One hospital-based laboratory and one laboratory serving a number of hospitals prospectively studied 3.907 blood culture bottles of the BACTEC™ 9000 System (BD Diagnostics, Heidelberg, Germany) (1.888 aerobic bottles, 1.880 anaerobic bottles and 139 pediatric bottles). Information on media type, blood volume, time of inoculation, entry into the system, anti-microbial treatment, time to detection, identification to the species level and positive rate compared to terminal subculture were recorded and analysed.

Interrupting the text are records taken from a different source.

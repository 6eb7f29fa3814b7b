//! Clip playback: frame advance, state transitions, commands and movement
//!
//! One call to [`Item::anim_process`] is one simulation step of the clip:
//!
//! 1. the frame index advances by one
//! 2. the goal state is looked up in the clip's transition table
//! 3. past the last frame, rollover commands run and the clip hands over
//!    to its successor
//! 4. frame-triggered sound and effect commands run
//! 5. the item moves by the clip's speed, and by gravity when airborne

use glam::IVec3;

use super::{Item, ItemFlags, ItemStatus, WeaponState};
use crate::config::SimConfig;
use crate::context::TickContext;
use crate::error::{ItemError, Result};
use crate::level::{Anim, AnimCommand, FxCode, Level};
use crate::math::fixed::{rotate_x, rotate_z};
use crate::math::{ANGLE_45, ANGLE_90, ANGLE_180, FIXED_SHIFT, angle_lerp, atan2, cos, sin, sqrt};

/// Standing clip of the actor, relative to its model's first clip
pub const LARA_ANIM_STAND: u16 = 11;
/// Head joint of the actor
pub const LARA_JOINT_HEAD: usize = 14;
/// Mouth position in the head joint frame
const LARA_BUBBLE_OFFSET: IVec3 = IVec3::new(0, 0, 50);
/// Sound ids carry playback flags in their top bits
const SOUND_ID_MASK: i16 = 0x3FFF;

impl Item {
    /// Advances the clip by one frame.
    ///
    /// With `movement` off the item keeps its position, which is what
    /// skip-ahead uses to fast-forward state.
    pub fn anim_process(&mut self, ctx: &mut TickContext<'_>, movement: bool) -> Result<()> {
        let level = ctx.level;

        self.frame_index = self.frame_index.wrapping_add(1);

        let mut anim = self.anim_change(level)?;

        if self.frame_index > anim.frame_end {
            self.anim_cmd(ctx, false, anim)?;

            self.frame_index = anim.next_frame;
            self.anim_index = anim.next_anim;
            anim = level.anim(self.anim_index)?;
            self.state = anim.state;

            log::trace!(
                "{} rolled over to clip {} frame {}",
                self.item_type,
                self.anim_index,
                self.frame_index
            );
        }

        self.anim_cmd(ctx, true, anim)?;

        if movement {
            self.move_step(level, ctx.config)?;
        }

        Ok(())
    }

    /// Takes the first transition to `goal_state` open at the current frame.
    ///
    /// Returns the clip the item is in afterwards. Nothing is scanned while
    /// the goal matches the current state.
    pub fn anim_change<'a>(&mut self, level: &'a Level) -> Result<&'a Anim> {
        let anim = level.anim(self.anim_index)?;

        if anim.states_count == 0 || self.goal_state == self.state {
            return Ok(anim);
        }

        for entry in level.states_of(anim).iter().filter(|s| s.state == self.goal_state) {
            let Some(range) = level.ranges_of(entry).iter().find(|r| r.contains(self.frame_index)) else {
                continue;
            };

            if !self.is_lara() && self.next_state == entry.state {
                self.next_state = 0;
            }

            let next = level.anim(range.next_anim)?;
            log::debug!(
                "{} state {} -> {} via clip {} frame {}",
                self.item_type,
                self.state,
                next.state,
                range.next_anim,
                range.next_frame
            );

            self.frame_index = range.next_frame;
            self.anim_index = range.next_anim;
            self.state = next.state;
            return Ok(next);
        }

        Ok(anim)
    }

    /// Walks the command list of `anim`.
    ///
    /// With `fx` off only rollover commands run; with `fx` on only sound and
    /// effect commands whose frame equals the current frame run.
    pub fn anim_cmd(&mut self, ctx: &mut TickContext<'_>, fx: bool, anim: &Anim) -> Result<()> {
        let level = ctx.level;

        for command in level.commands_of(anim) {
            if command.is_rollover() == fx {
                continue;
            }

            match command {
                AnimCommand::None => {}
                AnimCommand::Offset { x, y, z } => {
                    let (s, c) = (sin(self.angle.y), cos(self.angle.y));
                    let (x, z) = (i32::from(x), i32::from(z));
                    self.pos.x += rotate_x(x, z, -s, c);
                    self.pos.y += i32::from(y);
                    self.pos.z += rotate_z(x, z, -s, c);
                }
                AnimCommand::Jump { v_speed, h_speed } => {
                    let hack = self.kind.lara_mut().map_or(0, |extra| std::mem::take(&mut extra.v_speed_hack));
                    self.v_speed = if hack != 0 { -hack } else { i32::from(v_speed) };
                    self.h_speed = i32::from(h_speed);
                    self.flags.insert(ItemFlags::GRAVITY);
                }
                AnimCommand::Empty => self.free_hands("empty-hands command"),
                AnimCommand::Kill => {
                    log::debug!("{} killed by its clip", self.item_type);
                    self.status = ItemStatus::Inactive;
                }
                AnimCommand::Sound { frame, id } => {
                    if i32::from(frame) == i32::from(self.frame_index) {
                        ctx.sound_play(id & SOUND_ID_MASK, self.pos);
                    }
                }
                AnimCommand::Effect { frame, fx: code } => {
                    if i32::from(frame) == i32::from(self.frame_index) {
                        self.anim_fx(ctx, code)?;
                    }
                }
            }
        }

        Ok(())
    }

    fn anim_fx(&mut self, ctx: &mut TickContext<'_>, code: FxCode) -> Result<()> {
        match code {
            FxCode::Rotate180 => self.angle.y = self.angle.y.wrapping_add(ANGLE_180),
            FxCode::LaraNormal => {
                if self.is_lara() {
                    let base = ctx.level.model(self.item_type)?.anim_index;
                    self.anim_set(ctx.level, base + LARA_ANIM_STAND, true, 0)?;
                } else {
                    log::warn!("Stand effect on {}, which is not the actor", self.item_type);
                }
            }
            FxCode::LaraBubbles => self.fx_bubbles(ctx, LARA_JOINT_HEAD, LARA_BUBBLE_OFFSET),
            FxCode::LaraHandsFree => self.free_hands("hands-free effect"),
            FxCode::FloorShake | FxCode::Other(_) => {
                log::trace!("{} ignores effect {:?}", self.item_type, code);
            }
        }
        Ok(())
    }

    fn free_hands(&mut self, source: &str) {
        match self.kind.lara_mut() {
            Some(extra) => extra.weapon_state = WeaponState::Free,
            None => log::warn!("Ignoring {source} on {}, which is not the actor", self.item_type),
        }
    }

    /// Integrates one step of clip speed and gravity
    pub fn move_step(&mut self, level: &Level, config: &SimConfig) -> Result<()> {
        let anim = level.anim(self.anim_index)?;
        let rel = i64::from(self.frame_index) - i64::from(anim.frame_begin);
        let (speed, accel) = (i64::from(anim.speed), i64::from(anim.accel));

        if self.flags.contains(ItemFlags::GRAVITY) {
            let mut s = speed + accel * (rel - 1);
            self.h_speed -= (s >> 16) as i32;
            s += accel;
            self.h_speed += (s >> 16) as i32;

            self.v_speed += config.gravity_step(self.v_speed);
            self.pos.y += self.v_speed;
        } else {
            self.h_speed = ((speed + accel * rel) >> 16) as i32;
        }

        let heading = self.kind.lara().map_or(self.angle.y, |extra| extra.move_angle);
        let h = i64::from(self.h_speed);
        self.pos.x += ((i64::from(sin(heading)) * h) >> FIXED_SHIFT) as i32;
        self.pos.z += ((i64::from(cos(heading)) * h) >> FIXED_SHIFT) as i32;

        Ok(())
    }

    /// Switches to clip `anim`, `frame_offset` frames past its start
    pub fn anim_set(&mut self, level: &Level, anim: u16, reset_state: bool, frame_offset: u16) -> Result<()> {
        let clip = level.anim(anim)?;

        self.anim_index = anim;
        self.frame_index = clip.frame_begin.wrapping_add(frame_offset);

        if reset_state {
            self.state = clip.state;
            self.goal_state = clip.state;
        }

        Ok(())
    }

    /// Fast-forwards the clip until `state == before`, optionally one step
    /// further, then settles in place with goal `after`.
    ///
    /// Gives up with [`ItemError::SkipStalled`] after the configured number
    /// of steps; position is restored either way.
    pub fn anim_skip(&mut self, ctx: &mut TickContext<'_>, before: u8, after: u8, advance: bool) -> Result<()> {
        let origin = self.pos;
        let limit = ctx.config.skip_step_limit;
        self.goal_state = before;

        let mut steps = 0;
        while self.state != self.goal_state {
            if steps >= limit {
                self.pos = origin;
                log::warn!("{} never reached state {before}", self.item_type);
                return Err(ItemError::SkipStalled { state: before, steps });
            }
            self.anim_process(ctx, false)?;
            steps += 1;
        }

        if advance {
            self.anim_process(ctx, true)?;
        }

        self.pos = origin;
        self.v_speed = 0;
        self.h_speed = 0;
        self.goal_state = after;

        Ok(())
    }

    /// Whether the item sits `offset` frames before the end of its clip
    pub fn anim_is_end(&self, level: &Level, offset: u16) -> bool {
        level
            .anim(self.anim_index)
            .is_ok_and(|anim| self.frame_index == anim.frame_end.wrapping_sub(offset))
    }

    /// Records a hit on the actor coming along direction `(dir_x, dir_z)`.
    ///
    /// The quadrant names the side the hit came from: 0 front, 1 left,
    /// 2 back, 3 right.
    pub fn anim_hit(&mut self, dir_x: i32, dir_z: i32, timer: i32) -> Result<()> {
        let yaw = self.angle.y;
        let Some(extra) = self.kind.lara_mut() else {
            return Err(ItemError::NotActor(self.item_type));
        };

        let rel = yaw
            .wrapping_sub(atan2(dir_x, dir_z))
            .wrapping_add(ANGLE_180)
            .wrapping_add(ANGLE_45);
        extra.hit_quadrant = rel / ANGLE_90;
        extra.hit_timer = timer;

        Ok(())
    }

    /// Moves toward `point` given in `target`'s local frame.
    ///
    /// Without `lerp` the item snaps there. Otherwise position and each
    /// angle move by at most one configured step. Returns whether the item
    /// has arrived.
    pub fn move_to(&mut self, point: IVec3, target: &Item, lerp: bool, config: &SimConfig) -> bool {
        let p = target.get_relative(point);

        if !lerp {
            self.pos = p;
            self.angle = target.angle;
            return true;
        }

        let d = p - self.pos;
        let dist = sqrt(d.as_i64vec3().length_squared());

        if dist > config.move_lerp_pos {
            let step = d.as_i64vec3() * i64::from(config.move_lerp_pos) / i64::from(dist);
            self.pos += step.as_ivec3();
        } else {
            self.pos = p;
        }

        let step = config.move_lerp_rot;
        self.angle.x = angle_lerp(self.angle.x, target.angle.x, step);
        self.angle.y = angle_lerp(self.angle.y, target.angle.y, step);
        self.angle.z = angle_lerp(self.angle.z, target.angle.z, step);

        self.pos == p && self.angle == target.angle
    }
}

Twenty-seven bottles were classified as false negative, seven of these had a positive cohort bottle ( Staphylococcus aureus , Enterobacter cloacae , Enterococcus faecalis , Candida albicans, Burkholderia cepacia and two strains of Pseudomonas aeruginosa ), four out of these seven were not expected to grow in anaerobic media, five patients were under antibiotic treatment and one bottle had a transport time >48 h and is also mentioned in this group. Fifteen of the false negative bottles had a transport time of >48 h. Eleven patients underwent antibiotic therapy, six out of 27 false negative bottles had a transport time <48 h, two patients had antibiotic therapy. Out of these six isolates, one C. glabrata did not grow in the anaerobic bottle. The rate of clinically relevant false negative blood cultures (pathogen not detected in cohort bottle) in bottles that were entered into BACTEC 9000 within 48 h after inoculation is 0,15%. All efforts need to be directed towards expediting the transportation of material to the microbiology laboratory.